IFI-16 O Plasmídeo de Ativação CRISPR (h) oferece uma abordagem direcionada e não destrutiva para regular positivamente a expressão endógena de IFI16 sem alterar a sequência de ADN subjacente.
IFI-16 O Plasmídeo de Ativação CRISPR (h) é um sistema mediador de ativação sinérgica (SAM) de três plasmídeos, concebido para a regulação positiva transcricional altamente eficiente e específica do locus IFI16 em linhas celulares humanas. O sistema é construído em torno de uma Cas9 cataliticamente inativa (dCas9) portadora de duas mutações inativadoras (D10A e N863A) que eliminam a atividade nuclease, preservando simultaneamente a ligação ao ADN. Esta dCas9 é fundida com VP64, um potente ativador transcricional, e é coexpressa com um gene de resistência à blasticidina para seleção. O segundo plasmídeo codifica a proteína de fusão MS2-p65-HSF1, um complexo ativador secundário que atua em conjunto com o dCas9-VP64, juntamente com um gene de resistência à higromicina. O terceiro plasmídeo codifica um sgRNA de 20 nt específico para o alvo, fundido a dois aptâmeros de RNA MS2 que recrutam o complexo MS2-p65-HSF1 para o local de ativação, acompanhado por um gene de resistência à puromicina. Os três plasmídeos são administrados numa proporção de massa de 1:1:1 para uma expressão equilibrada de todos os componentes do sistema.

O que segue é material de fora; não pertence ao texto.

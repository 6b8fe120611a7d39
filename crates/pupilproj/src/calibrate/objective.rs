use rayon::prelude::*;
use serde::{Deserialize, Serialize};

use crate::conic::TransparentEllipse;
use crate::eye::{EyePose, PoseBounds};
use crate::inverse::solve_prepared;
use crate::optimize::ScalarObjective;
use crate::scene::SceneGeometry;

use super::config::{CalibrateConfig, ObjectiveKind};

/// Prediction error of one selected ellipse under a candidate scene.
#[derive(Debug, Clone, Copy, PartialEq, Serialize, Deserialize)]
pub struct EllipseResidual {
    pub frame: usize,
    pub pose: EyePose,
    /// Center distance (pixels).
    pub center_distance: f64,
    pub shape_error: f64,
    pub area_error: f64,
    pub weight: f64,
    /// `d · (1 + k_s·shape) · (1 + k_a·area) · w`; NaN when the pose search
    /// produced no solution.
    pub value: f64,
    pub relaxed: bool,
}

/// Calibration objective over `[tx, ty, tz, eye_radius]`.
pub(super) struct CalibrationObjective<'a> {
    pub base_scene: SceneGeometry,
    pub frames: Vec<usize>,
    pub targets: Vec<TransparentEllipse>,
    pub weights: Vec<f64>,
    /// Warm starts for the per-ellipse pose search.
    pub seeds: Vec<EyePose>,
    pub pose_bounds: &'a PoseBounds,
    pub config: &'a CalibrateConfig,
}

impl CalibrationObjective<'_> {
    pub fn scene_at(&self, params: &[f64]) -> SceneGeometry {
        self.base_scene
            .with_translation([params[0], params[1], params[2]])
            .with_eye_radius(params[3])
    }

    /// Per-ellipse residuals; `None` when the candidate scene is unusable.
    pub fn residuals(&self, params: &[f64]) -> Option<Vec<EllipseResidual>> {
        let scene = self.scene_at(params);
        let eye = scene.eye_model().ok()?;
        let ray_trace = self.config.ray_trace.as_ref();

        let residuals = (0..self.targets.len())
            .into_par_iter()
            .map(|k| {
                let sol = solve_prepared(
                    &self.targets[k],
                    &scene,
                    &eye,
                    self.pose_bounds,
                    Some(self.seeds[k]),
                    &self.config.inverse,
                    ray_trace,
                );
                let d = sol.center_distance_error;
                let value = d
                    * (1.0 + self.config.shape_penalty * sol.shape_error)
                    * (1.0 + self.config.area_penalty * sol.area_error)
                    * self.weights[k];
                EllipseResidual {
                    frame: self.frames[k],
                    pose: sol.pose,
                    center_distance: d,
                    shape_error: sol.shape_error,
                    area_error: sol.area_error,
                    weight: self.weights[k],
                    value,
                    relaxed: sol.relaxed(),
                }
            })
            .collect();
        Some(residuals)
    }

    /// Aggregate residual values, skipping NaN entries.
    pub fn aggregate(&self, residuals: &[EllipseResidual]) -> f64 {
        let finite: Vec<f64> = residuals
            .iter()
            .map(|r| r.value)
            .filter(|v| !v.is_nan())
            .collect();
        if finite.is_empty() {
            return f64::INFINITY;
        }
        let sum_sq: f64 = finite.iter().map(|v| v * v).sum();
        match self.config.objective {
            ObjectiveKind::Rms => (sum_sq / finite.len() as f64).sqrt(),
            ObjectiveKind::SumOfSquares => sum_sq,
        }
    }
}

impl ScalarObjective for CalibrationObjective<'_> {
    fn evaluate(&self, params: &[f64]) -> f64 {
        match self.residuals(params) {
            Some(r) => self.aggregate(&r),
            None => f64::INFINITY,
        }
    }
}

Uma vez montado no locus alvo, o complexo SAM liga-se a cerca de 200 pb a montante do local de início da transcrição IFI16, onde VP64, p65 e HSF1 atuam em conjunto para recrutar a maquinaria transcricional e impulsionar a regulação positiva da expressão endógena de IFI-16. Ao contrário da Cas9 com atividade nuclease, o dCas9 não introduz quebras de cadeia dupla nem modifica a sequência genómica, preservando o locus IFI16 nativo e permitindo o estudo de respostas transcricionais dependentes de IFI-16 no locus endógeno, tornando-o uma ferramenta valiosa para estudos funcionais, identificação de genes-alvo e modelagem da restauração da via IFI-16 em células tumorais com expressão de IFI16 silenciada ou reduzida.
Apenas para uso em investigação. Não se destina a uso diagnóstico ou terapêutico.